+++ EXERCISE MATERIAL +++

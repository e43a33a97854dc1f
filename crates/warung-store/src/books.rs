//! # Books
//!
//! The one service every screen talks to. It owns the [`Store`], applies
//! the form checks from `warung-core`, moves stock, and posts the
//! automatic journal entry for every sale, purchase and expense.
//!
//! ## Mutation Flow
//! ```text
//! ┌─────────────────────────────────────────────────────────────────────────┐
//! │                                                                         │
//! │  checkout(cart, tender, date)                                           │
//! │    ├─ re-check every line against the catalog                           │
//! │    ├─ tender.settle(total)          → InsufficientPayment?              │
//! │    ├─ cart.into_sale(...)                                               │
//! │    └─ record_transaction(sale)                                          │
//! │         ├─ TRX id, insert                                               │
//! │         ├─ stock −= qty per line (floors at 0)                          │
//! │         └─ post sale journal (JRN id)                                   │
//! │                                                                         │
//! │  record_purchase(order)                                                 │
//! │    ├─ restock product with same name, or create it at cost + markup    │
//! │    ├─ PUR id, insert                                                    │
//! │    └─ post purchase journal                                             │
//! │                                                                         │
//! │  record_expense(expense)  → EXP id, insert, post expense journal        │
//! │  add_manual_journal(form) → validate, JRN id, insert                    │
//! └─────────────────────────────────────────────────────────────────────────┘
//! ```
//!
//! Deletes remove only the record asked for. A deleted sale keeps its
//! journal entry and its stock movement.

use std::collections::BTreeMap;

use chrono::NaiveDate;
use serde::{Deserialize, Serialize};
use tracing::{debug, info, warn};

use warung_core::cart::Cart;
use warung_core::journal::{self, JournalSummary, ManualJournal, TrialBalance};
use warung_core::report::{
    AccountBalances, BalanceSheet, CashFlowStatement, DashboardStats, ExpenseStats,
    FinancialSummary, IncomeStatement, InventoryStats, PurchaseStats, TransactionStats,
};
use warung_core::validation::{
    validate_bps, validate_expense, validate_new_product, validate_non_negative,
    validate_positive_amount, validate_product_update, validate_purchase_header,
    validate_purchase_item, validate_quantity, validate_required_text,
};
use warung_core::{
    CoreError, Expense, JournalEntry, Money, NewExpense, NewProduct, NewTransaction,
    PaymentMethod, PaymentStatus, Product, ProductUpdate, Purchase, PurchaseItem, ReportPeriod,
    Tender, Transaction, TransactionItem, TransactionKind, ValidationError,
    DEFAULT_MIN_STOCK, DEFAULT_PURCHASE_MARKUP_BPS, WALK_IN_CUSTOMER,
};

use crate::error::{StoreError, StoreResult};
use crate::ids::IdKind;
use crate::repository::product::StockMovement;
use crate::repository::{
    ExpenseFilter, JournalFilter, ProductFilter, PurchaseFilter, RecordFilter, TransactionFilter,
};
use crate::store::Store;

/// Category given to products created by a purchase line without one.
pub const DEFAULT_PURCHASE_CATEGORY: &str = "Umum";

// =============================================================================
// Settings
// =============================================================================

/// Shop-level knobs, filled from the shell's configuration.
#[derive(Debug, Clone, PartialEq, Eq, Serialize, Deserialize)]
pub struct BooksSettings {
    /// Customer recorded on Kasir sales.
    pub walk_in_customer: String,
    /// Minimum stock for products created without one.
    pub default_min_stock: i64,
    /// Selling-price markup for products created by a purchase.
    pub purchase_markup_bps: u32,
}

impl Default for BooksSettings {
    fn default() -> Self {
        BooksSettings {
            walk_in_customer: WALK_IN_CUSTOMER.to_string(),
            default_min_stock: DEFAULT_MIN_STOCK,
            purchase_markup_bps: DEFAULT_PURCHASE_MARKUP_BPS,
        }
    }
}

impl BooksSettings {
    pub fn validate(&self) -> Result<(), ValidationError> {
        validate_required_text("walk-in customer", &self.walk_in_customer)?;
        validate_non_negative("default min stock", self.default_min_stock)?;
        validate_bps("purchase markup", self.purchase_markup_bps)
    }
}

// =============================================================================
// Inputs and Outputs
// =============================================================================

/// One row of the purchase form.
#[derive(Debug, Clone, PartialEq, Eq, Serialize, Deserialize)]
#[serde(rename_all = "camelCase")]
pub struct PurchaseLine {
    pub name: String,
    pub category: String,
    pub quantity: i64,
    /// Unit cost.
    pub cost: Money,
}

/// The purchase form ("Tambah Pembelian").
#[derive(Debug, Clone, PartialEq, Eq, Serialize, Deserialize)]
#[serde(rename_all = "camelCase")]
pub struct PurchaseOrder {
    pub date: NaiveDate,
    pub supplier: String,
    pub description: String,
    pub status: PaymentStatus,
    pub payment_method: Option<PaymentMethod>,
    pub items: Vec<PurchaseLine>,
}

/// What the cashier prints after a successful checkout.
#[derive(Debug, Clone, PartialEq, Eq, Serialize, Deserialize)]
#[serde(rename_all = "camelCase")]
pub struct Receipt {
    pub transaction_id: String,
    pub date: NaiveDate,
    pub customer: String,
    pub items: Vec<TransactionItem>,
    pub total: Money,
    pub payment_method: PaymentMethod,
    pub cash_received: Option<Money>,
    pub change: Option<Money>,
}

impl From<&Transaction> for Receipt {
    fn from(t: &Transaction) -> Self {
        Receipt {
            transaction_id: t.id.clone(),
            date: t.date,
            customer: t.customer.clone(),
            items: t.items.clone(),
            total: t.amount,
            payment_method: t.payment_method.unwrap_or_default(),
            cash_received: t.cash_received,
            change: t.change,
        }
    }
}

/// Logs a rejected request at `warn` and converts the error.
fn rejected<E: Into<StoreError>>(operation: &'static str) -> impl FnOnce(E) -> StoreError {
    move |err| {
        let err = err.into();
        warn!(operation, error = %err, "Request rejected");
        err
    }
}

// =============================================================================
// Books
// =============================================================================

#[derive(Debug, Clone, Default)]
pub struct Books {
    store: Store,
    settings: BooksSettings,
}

+++

**ACTION ITEM:**
What lines in the material above hold the string "warn"? List them.

**ANSWER:**
use tracing::{debug, info, warn};
/// Logs a rejected request at `warn` and converts the error.
        warn!(operation, error = %err, "Request rejected");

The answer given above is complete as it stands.